*** SUPPLIED DATA ***
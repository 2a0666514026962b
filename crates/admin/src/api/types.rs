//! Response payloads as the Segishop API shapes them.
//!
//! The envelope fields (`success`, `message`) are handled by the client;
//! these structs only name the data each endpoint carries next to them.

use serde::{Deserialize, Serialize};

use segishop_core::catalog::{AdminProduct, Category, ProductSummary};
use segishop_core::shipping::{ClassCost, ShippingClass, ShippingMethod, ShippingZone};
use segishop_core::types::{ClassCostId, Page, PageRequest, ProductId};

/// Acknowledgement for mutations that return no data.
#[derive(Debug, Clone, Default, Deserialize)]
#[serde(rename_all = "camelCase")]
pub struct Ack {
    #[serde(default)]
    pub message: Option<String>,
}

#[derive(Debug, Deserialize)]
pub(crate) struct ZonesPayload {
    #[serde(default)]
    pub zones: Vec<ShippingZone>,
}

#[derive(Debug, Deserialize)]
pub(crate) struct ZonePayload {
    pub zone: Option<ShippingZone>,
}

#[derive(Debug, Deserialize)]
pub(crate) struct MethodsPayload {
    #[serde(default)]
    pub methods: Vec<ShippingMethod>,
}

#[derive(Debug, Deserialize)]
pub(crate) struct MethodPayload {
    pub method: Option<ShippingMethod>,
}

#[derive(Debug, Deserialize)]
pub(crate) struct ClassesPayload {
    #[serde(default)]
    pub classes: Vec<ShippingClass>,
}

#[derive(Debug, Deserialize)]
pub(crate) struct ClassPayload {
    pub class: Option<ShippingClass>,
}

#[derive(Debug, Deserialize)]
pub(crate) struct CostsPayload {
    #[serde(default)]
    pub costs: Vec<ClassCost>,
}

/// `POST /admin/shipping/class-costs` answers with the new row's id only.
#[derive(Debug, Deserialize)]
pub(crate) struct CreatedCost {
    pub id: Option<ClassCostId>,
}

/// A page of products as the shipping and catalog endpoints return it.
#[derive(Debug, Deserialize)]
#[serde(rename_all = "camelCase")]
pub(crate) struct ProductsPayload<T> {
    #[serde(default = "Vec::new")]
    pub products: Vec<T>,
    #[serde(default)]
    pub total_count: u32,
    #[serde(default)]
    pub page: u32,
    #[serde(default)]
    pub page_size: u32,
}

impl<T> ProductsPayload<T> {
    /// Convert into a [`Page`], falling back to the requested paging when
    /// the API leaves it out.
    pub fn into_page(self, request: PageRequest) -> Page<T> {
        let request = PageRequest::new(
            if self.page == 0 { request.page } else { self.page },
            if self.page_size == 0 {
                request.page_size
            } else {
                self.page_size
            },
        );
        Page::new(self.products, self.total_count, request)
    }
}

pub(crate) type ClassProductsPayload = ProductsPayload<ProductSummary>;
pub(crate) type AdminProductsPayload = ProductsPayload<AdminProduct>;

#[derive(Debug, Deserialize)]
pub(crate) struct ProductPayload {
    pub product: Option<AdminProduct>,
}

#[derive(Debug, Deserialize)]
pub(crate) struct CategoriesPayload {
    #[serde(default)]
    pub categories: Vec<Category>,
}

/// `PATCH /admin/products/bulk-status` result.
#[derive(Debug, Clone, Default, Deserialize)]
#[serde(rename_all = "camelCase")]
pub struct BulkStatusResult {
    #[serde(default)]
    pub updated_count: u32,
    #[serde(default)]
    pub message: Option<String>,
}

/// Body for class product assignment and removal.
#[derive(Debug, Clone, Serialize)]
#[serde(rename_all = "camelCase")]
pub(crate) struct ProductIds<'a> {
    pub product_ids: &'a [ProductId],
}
*** End of SUPPLIED DATA ***
EXERCISE DIRECTIONS: Reproduce the entries above exactly, but only the lines between the line holding "endpoints return it." and the line holding "if self.page == 0", inclusive.

ANSWER TO THIS PROBLEM:
/// A page of products as the shipping and catalog endpoints return it.
#[derive(Debug, Deserialize)]
#[serde(rename_all = "camelCase")]
pub(crate) struct ProductsPayload<T> {
    #[serde(default = "Vec::new")]
    pub products: Vec<T>,
    #[serde(default)]
    pub total_count: u32,
    #[serde(default)]
    pub page: u32,
    #[serde(default)]
    pub page_size: u32,
}

impl<T> ProductsPayload<T> {
    /// Convert into a [`Page`], falling back to the requested paging when
    /// the API leaves it out.
    pub fn into_page(self, request: PageRequest) -> Page<T> {
        let request = PageRequest::new(
            if self.page == 0 { request.page } else { self.page },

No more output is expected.